→ Problem description
Go through the following data and transcribe exactly the stretch of lines from the one holding "pub enum InsertCase" to the one holding "const REMOVE_CASES: usize = 5;", both included.

→ Stored items
•••••

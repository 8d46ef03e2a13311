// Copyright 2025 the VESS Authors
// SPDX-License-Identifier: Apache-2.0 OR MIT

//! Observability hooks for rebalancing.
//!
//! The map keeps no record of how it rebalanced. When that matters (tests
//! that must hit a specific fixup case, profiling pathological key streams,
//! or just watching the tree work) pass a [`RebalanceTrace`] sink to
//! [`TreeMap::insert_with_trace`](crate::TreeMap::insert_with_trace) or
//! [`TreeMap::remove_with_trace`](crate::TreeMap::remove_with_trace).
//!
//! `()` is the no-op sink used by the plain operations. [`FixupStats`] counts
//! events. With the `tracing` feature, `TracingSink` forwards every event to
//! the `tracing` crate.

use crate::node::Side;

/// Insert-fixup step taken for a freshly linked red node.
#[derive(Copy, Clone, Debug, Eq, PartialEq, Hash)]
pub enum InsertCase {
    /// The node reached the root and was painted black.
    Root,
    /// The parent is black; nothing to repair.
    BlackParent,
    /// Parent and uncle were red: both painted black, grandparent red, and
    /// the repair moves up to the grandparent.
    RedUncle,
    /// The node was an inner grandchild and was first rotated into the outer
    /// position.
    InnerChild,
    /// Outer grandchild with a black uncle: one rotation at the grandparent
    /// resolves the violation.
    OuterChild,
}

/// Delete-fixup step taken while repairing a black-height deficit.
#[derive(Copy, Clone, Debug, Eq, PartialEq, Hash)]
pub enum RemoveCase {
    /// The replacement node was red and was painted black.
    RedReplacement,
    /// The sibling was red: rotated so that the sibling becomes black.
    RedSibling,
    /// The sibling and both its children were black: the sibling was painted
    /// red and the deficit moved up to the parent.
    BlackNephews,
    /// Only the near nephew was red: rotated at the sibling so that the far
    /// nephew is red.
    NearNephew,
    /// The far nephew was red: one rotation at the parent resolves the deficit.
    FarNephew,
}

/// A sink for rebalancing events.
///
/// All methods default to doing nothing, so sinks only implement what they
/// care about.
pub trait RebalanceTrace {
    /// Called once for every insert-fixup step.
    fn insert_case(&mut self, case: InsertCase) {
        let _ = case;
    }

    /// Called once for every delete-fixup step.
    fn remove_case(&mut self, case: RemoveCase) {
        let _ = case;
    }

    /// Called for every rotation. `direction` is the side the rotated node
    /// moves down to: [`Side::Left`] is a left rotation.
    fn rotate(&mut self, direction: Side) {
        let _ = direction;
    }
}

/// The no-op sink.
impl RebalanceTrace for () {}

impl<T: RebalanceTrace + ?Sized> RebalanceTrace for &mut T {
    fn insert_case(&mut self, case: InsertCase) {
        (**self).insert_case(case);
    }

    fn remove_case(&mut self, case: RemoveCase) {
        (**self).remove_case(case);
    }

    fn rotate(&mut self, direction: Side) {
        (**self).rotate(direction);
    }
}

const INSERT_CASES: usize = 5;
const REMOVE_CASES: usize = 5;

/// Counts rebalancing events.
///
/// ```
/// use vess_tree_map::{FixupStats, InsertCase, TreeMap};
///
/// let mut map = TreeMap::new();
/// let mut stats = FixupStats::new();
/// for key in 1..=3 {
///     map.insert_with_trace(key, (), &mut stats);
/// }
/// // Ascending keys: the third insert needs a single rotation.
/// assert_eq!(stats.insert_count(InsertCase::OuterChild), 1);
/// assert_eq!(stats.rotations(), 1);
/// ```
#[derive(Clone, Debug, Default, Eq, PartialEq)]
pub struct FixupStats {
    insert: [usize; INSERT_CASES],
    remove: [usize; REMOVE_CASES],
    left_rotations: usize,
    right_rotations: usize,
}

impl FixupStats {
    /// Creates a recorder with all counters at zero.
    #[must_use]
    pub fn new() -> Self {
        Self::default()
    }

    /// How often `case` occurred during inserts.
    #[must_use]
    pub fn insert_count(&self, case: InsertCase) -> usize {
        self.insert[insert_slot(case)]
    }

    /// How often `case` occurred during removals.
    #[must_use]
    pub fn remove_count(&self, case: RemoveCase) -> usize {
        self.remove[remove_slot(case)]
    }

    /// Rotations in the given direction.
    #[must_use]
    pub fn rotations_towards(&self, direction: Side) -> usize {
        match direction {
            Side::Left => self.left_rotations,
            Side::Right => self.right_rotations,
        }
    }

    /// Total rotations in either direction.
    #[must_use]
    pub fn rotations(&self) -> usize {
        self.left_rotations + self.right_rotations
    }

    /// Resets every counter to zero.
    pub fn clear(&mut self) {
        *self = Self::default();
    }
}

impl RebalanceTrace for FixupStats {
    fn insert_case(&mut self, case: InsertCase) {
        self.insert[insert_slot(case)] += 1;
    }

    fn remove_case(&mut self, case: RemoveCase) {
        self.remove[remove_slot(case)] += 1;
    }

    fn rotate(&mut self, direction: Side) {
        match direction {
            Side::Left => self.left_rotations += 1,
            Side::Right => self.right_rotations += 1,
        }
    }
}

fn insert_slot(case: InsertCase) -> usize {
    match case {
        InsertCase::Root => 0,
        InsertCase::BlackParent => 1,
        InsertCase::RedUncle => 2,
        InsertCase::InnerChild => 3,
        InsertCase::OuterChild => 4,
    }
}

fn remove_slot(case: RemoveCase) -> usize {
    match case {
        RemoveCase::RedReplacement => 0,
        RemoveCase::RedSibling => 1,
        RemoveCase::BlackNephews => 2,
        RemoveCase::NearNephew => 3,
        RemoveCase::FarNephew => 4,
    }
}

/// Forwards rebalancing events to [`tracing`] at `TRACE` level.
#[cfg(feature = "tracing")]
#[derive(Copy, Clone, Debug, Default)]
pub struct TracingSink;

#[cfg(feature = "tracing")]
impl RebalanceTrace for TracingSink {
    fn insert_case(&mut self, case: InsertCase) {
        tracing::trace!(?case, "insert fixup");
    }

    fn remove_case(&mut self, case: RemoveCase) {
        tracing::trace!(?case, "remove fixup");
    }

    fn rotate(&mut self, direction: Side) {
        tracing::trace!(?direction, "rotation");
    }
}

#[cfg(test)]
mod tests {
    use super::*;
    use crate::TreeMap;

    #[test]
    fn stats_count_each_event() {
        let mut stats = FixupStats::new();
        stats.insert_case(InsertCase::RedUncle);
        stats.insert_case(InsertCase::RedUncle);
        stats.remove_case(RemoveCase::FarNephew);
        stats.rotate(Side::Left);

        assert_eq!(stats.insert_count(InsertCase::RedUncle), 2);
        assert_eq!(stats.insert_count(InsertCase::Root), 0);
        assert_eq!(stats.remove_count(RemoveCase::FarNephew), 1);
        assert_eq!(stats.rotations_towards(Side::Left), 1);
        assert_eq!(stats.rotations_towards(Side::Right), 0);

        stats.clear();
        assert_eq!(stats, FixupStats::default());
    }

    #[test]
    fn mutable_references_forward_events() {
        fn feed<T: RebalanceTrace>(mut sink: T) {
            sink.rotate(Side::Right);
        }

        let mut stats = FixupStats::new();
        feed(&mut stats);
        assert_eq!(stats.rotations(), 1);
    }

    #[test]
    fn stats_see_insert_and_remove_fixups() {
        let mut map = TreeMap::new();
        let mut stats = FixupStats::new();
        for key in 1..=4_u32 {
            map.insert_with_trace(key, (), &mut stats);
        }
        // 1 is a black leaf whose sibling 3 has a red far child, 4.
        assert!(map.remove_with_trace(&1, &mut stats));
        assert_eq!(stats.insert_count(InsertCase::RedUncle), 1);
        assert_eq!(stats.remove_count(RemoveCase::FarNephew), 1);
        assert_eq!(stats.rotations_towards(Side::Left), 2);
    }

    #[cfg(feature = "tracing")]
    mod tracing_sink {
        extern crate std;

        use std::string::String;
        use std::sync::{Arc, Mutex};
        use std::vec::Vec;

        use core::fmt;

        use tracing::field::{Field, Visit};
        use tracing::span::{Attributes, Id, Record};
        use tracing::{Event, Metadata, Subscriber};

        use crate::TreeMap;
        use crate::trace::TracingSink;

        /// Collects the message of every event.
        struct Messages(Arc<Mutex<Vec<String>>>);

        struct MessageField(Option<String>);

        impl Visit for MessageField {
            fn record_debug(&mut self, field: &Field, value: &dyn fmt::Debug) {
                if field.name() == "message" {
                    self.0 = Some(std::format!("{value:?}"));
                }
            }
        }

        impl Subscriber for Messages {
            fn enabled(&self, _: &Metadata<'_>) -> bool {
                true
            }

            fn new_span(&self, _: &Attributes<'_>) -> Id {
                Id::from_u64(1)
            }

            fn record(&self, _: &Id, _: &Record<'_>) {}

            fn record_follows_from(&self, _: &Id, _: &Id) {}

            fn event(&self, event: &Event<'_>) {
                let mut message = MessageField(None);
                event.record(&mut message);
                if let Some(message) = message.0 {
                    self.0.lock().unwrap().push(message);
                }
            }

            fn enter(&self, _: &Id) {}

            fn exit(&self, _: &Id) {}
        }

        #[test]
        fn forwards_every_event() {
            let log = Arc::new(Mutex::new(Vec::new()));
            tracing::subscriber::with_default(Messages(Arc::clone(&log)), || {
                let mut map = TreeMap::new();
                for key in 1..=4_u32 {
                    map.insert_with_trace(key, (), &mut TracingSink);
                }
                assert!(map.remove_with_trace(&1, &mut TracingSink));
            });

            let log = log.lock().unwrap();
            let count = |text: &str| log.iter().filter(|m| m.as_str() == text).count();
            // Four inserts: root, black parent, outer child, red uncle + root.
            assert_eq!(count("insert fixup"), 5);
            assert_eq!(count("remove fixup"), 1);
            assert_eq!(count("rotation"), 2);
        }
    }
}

•••••

→ Worked solution
pub enum InsertCase {
    /// The node reached the root and was painted black.
    Root,
    /// The parent is black; nothing to repair.
    BlackParent,
    /// Parent and uncle were red: both painted black, grandparent red, and
    /// the repair moves up to the grandparent.
    RedUncle,
    /// The node was an inner grandchild and was first rotated into the outer
    /// position.
    InnerChild,
    /// Outer grandchild with a black uncle: one rotation at the grandparent
    /// resolves the violation.
    OuterChild,
}

/// Delete-fixup step taken while repairing a black-height deficit.
#[derive(Copy, Clone, Debug, Eq, PartialEq, Hash)]
pub enum RemoveCase {
    /// The replacement node was red and was painted black.
    RedReplacement,
    /// The sibling was red: rotated so that the sibling becomes black.
    RedSibling,
    /// The sibling and both its children were black: the sibling was painted
    /// red and the deficit moved up to the parent.
    BlackNephews,
    /// Only the near nephew was red: rotated at the sibling so that the far
    /// nephew is red.
    NearNephew,
    /// The far nephew was red: one rotation at the parent resolves the deficit.
    FarNephew,
}

/// A sink for rebalancing events.
///
/// All methods default to doing nothing, so sinks only implement what they
/// care about.
pub trait RebalanceTrace {
    /// Called once for every insert-fixup step.
    fn insert_case(&mut self, case: InsertCase) {
        let _ = case;
    }

    /// Called once for every delete-fixup step.
    fn remove_case(&mut self, case: RemoveCase) {
        let _ = case;
    }

    /// Called for every rotation. `direction` is the side the rotated node
    /// moves down to: [`Side::Left`] is a left rotation.
    fn rotate(&mut self, direction: Side) {
        let _ = direction;
    }
}

/// The no-op sink.
impl RebalanceTrace for () {}

impl<T: RebalanceTrace + ?Sized> RebalanceTrace for &mut T {
    fn insert_case(&mut self, case: InsertCase) {
        (**self).insert_case(case);
    }

    fn remove_case(&mut self, case: RemoveCase) {
        (**self).remove_case(case);
    }

    fn rotate(&mut self, direction: Side) {
        (**self).rotate(direction);
    }
}

const INSERT_CASES: usize = 5;
const REMOVE_CASES: usize = 5;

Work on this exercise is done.